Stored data
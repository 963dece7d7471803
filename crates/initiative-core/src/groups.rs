//! Token grouping and balanced subdivision of oversized groups.

use std::collections::BTreeMap;

use contracts::TokenRecord;

use crate::markers::MarkerAllocator;
use crate::store::TabletopStore;

/// Grouping key for a token when grouping is enabled: display name plus
/// represented character id. Tokens representing the same character under
/// different names are deliberately NOT merged; renames split groups.
pub fn group_key(token: &TokenRecord) -> String {
    format!(
        "{}_{}",
        token.name,
        token.represents.as_deref().unwrap_or("")
    )
}

/// Partition `tokens` into initiative groups.
///
/// With grouping disabled every token is its own group, keyed by token id,
/// and no subdivision or marker writes happen. With grouping enabled, tokens
/// sharing a [`group_key`] are clustered; a group larger than `max_per_group`
/// is split into `ceil(size / max)` subgroups with members dealt round-robin
/// (index `i` lands in subgroup `i % num_splits`), each reassigned member
/// receiving that subgroup's markers. Subgroups are emitted under
/// `"{group_key}_{subgroup_index}"`.
///
/// Member order inside each group follows the input token order, so the split
/// is deterministic for a given enumeration.
pub fn build_groups(
    store: &mut dyn TabletopStore,
    tokens: &[TokenRecord],
    group_enabled: bool,
    max_per_group: Option<u32>,
    allocator: &MarkerAllocator<'_>,
) -> BTreeMap<String, Vec<TokenRecord>> {
    let mut by_key: BTreeMap<String, Vec<TokenRecord>> = BTreeMap::new();
    for token in tokens {
        let key = if group_enabled {
            group_key(token)
        } else {
            token.token_id.clone()
        };
        by_key.entry(key).or_default().push(token.clone());
    }

    let cap = match max_per_group {
        Some(cap) if group_enabled && cap > 0 => cap as usize,
        _ => return by_key,
    };

    let mut groups: BTreeMap<String, Vec<TokenRecord>> = BTreeMap::new();
    for (key, members) in by_key {
        if members.len() <= cap {
            groups.insert(key, members);
            continue;
        }
        let num_splits = (members.len() + cap - 1) / cap;
        for (i, token) in members.into_iter().enumerate() {
            let subgroup = i % num_splits;
            allocator.assign(store, &token.token_id, subgroup);
            groups
                .entry(format!("{key}_{subgroup}"))
                .or_default()
                .push(token);
        }
    }
    groups
}

#[cfg(test)]
mod tests {
    use super::*;
    use crate::markers::DEFAULT_MARKER_PALETTE;
    use crate::store::InMemoryStore;

    fn token(id: &str, name: &str, represents: &str) -> TokenRecord {
        TokenRecord {
            token_id: id.to_string(),
            name: name.to_string(),
            represents: Some(represents.to_string()),
            page_id: "page_1".to_string(),
        }
    }

    fn ids(members: &[TokenRecord]) -> Vec<&str> {
        members.iter().map(|t| t.token_id.as_str()).collect()
    }

    #[test]
    fn grouping_disabled_gives_one_group_per_token() {
        let mut store = InMemoryStore::new(1);
        let allocator = MarkerAllocator::new(&DEFAULT_MARKER_PALETTE);
        let tokens = vec![
            token("tok_a", "goblin", "char_1"),
            token("tok_b", "goblin", "char_1"),
            token("tok_c", "wolf", "char_2"),
        ];
        let groups = build_groups(&mut store, &tokens, false, Some(2), &allocator);
        assert_eq!(groups.len(), tokens.len());
        assert!(groups.values().all(|members| members.len() == 1));
        // no subdivision means no marker writes
        assert!(store.marker_set("tok_a").is_empty());
    }

    #[test]
    fn grouping_clusters_by_name_and_character() {
        let mut store = InMemoryStore::new(1);
        let allocator = MarkerAllocator::new(&DEFAULT_MARKER_PALETTE);
        let tokens = vec![
            token("tok_a", "goblin", "char_1"),
            token("tok_b", "goblin", "char_1"),
            token("tok_c", "wolf", "char_2"),
        ];
        let groups = build_groups(&mut store, &tokens, true, None, &allocator);
        assert_eq!(groups.len(), 2);
        assert_eq!(ids(&groups["goblin_char_1"]), vec!["tok_a", "tok_b"]);
        assert_eq!(ids(&groups["wolf_char_2"]), vec!["tok_c"]);
    }

    #[test]
    fn renamed_duplicates_of_one_character_stay_separate() {
        let mut store = InMemoryStore::new(1);
        let allocator = MarkerAllocator::new(&DEFAULT_MARKER_PALETTE);
        let tokens = vec![
            token("tok_a", "goblin", "char_1"),
            token("tok_b", "goblin boss", "char_1"),
        ];
        let groups = build_groups(&mut store, &tokens, true, None, &allocator);
        assert_eq!(groups.len(), 2);
    }

    #[test]
    fn oversized_group_splits_round_robin_with_markers() {
        let mut store = InMemoryStore::new(1);
        let allocator = MarkerAllocator::new(&DEFAULT_MARKER_PALETTE);
        let tokens = vec![
            token("tok_a", "goblin", "char_1"),
            token("tok_b", "goblin", "char_1"),
            token("tok_c", "goblin", "char_1"),
        ];
        let groups = build_groups(&mut store, &tokens, true, Some(2), &allocator);
        // ceil(3/2) = 2 subgroups, dealt round-robin by original index.
        assert_eq!(ids(&groups["goblin_char_1_0"]), vec!["tok_a", "tok_c"]);
        assert_eq!(ids(&groups["goblin_char_1_1"]), vec!["tok_b"]);
        assert!(store.marker_set("tok_a").contains("blue"));
        assert!(store.marker_set("tok_c").contains("blue"));
        assert!(store.marker_set("tok_b").contains("brown"));
    }

    #[test]
    fn cap_at_group_size_leaves_group_intact() {
        let mut store = InMemoryStore::new(1);
        let allocator = MarkerAllocator::new(&DEFAULT_MARKER_PALETTE);
        let tokens = vec![
            token("tok_a", "goblin", "char_1"),
            token("tok_b", "goblin", "char_1"),
        ];
        let groups = build_groups(&mut store, &tokens, true, Some(2), &allocator);
        assert_eq!(groups.len(), 1);
        assert!(groups.contains_key("goblin_char_1"));
        assert!(store.marker_set("tok_a").is_empty());
    }

    #[test]
    fn empty_token_set_yields_zero_groups() {
        let mut store = InMemoryStore::new(1);
        let allocator = MarkerAllocator::new(&DEFAULT_MARKER_PALETTE);
        let groups = build_groups(&mut store, &[], true, Some(2), &allocator);
        assert!(groups.is_empty());
    }
}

Directions for this task:
Copy nothing beyond the line containing "members dealt round-robin". Transcribe exactly from the first line of the entries down to that line, inclusive.

Result of the task:
repository 963dece7d7471803
filename crates/initiative-core/src/groups.rs
//! Token grouping and balanced subdivision of oversized groups.

use std::collections::BTreeMap;

use contracts::TokenRecord;

use crate::markers::MarkerAllocator;
use crate::store::TabletopStore;

/// Grouping key for a token when grouping is enabled: display name plus
/// represented character id. Tokens representing the same character under
/// different names are deliberately NOT merged; renames split groups.
pub fn group_key(token: &TokenRecord) -> String {
    format!(
        "{}_{}",
        token.name,
        token.represents.as_deref().unwrap_or("")
    )
}

/// Partition `tokens` into initiative groups.
///
/// With grouping disabled every token is its own group, keyed by token id,
/// and no subdivision or marker writes happen. With grouping enabled, tokens
/// sharing a [`group_key`] are clustered; a group larger than `max_per_group`
/// is split into `ceil(size / max)` subgroups with members dealt round-robin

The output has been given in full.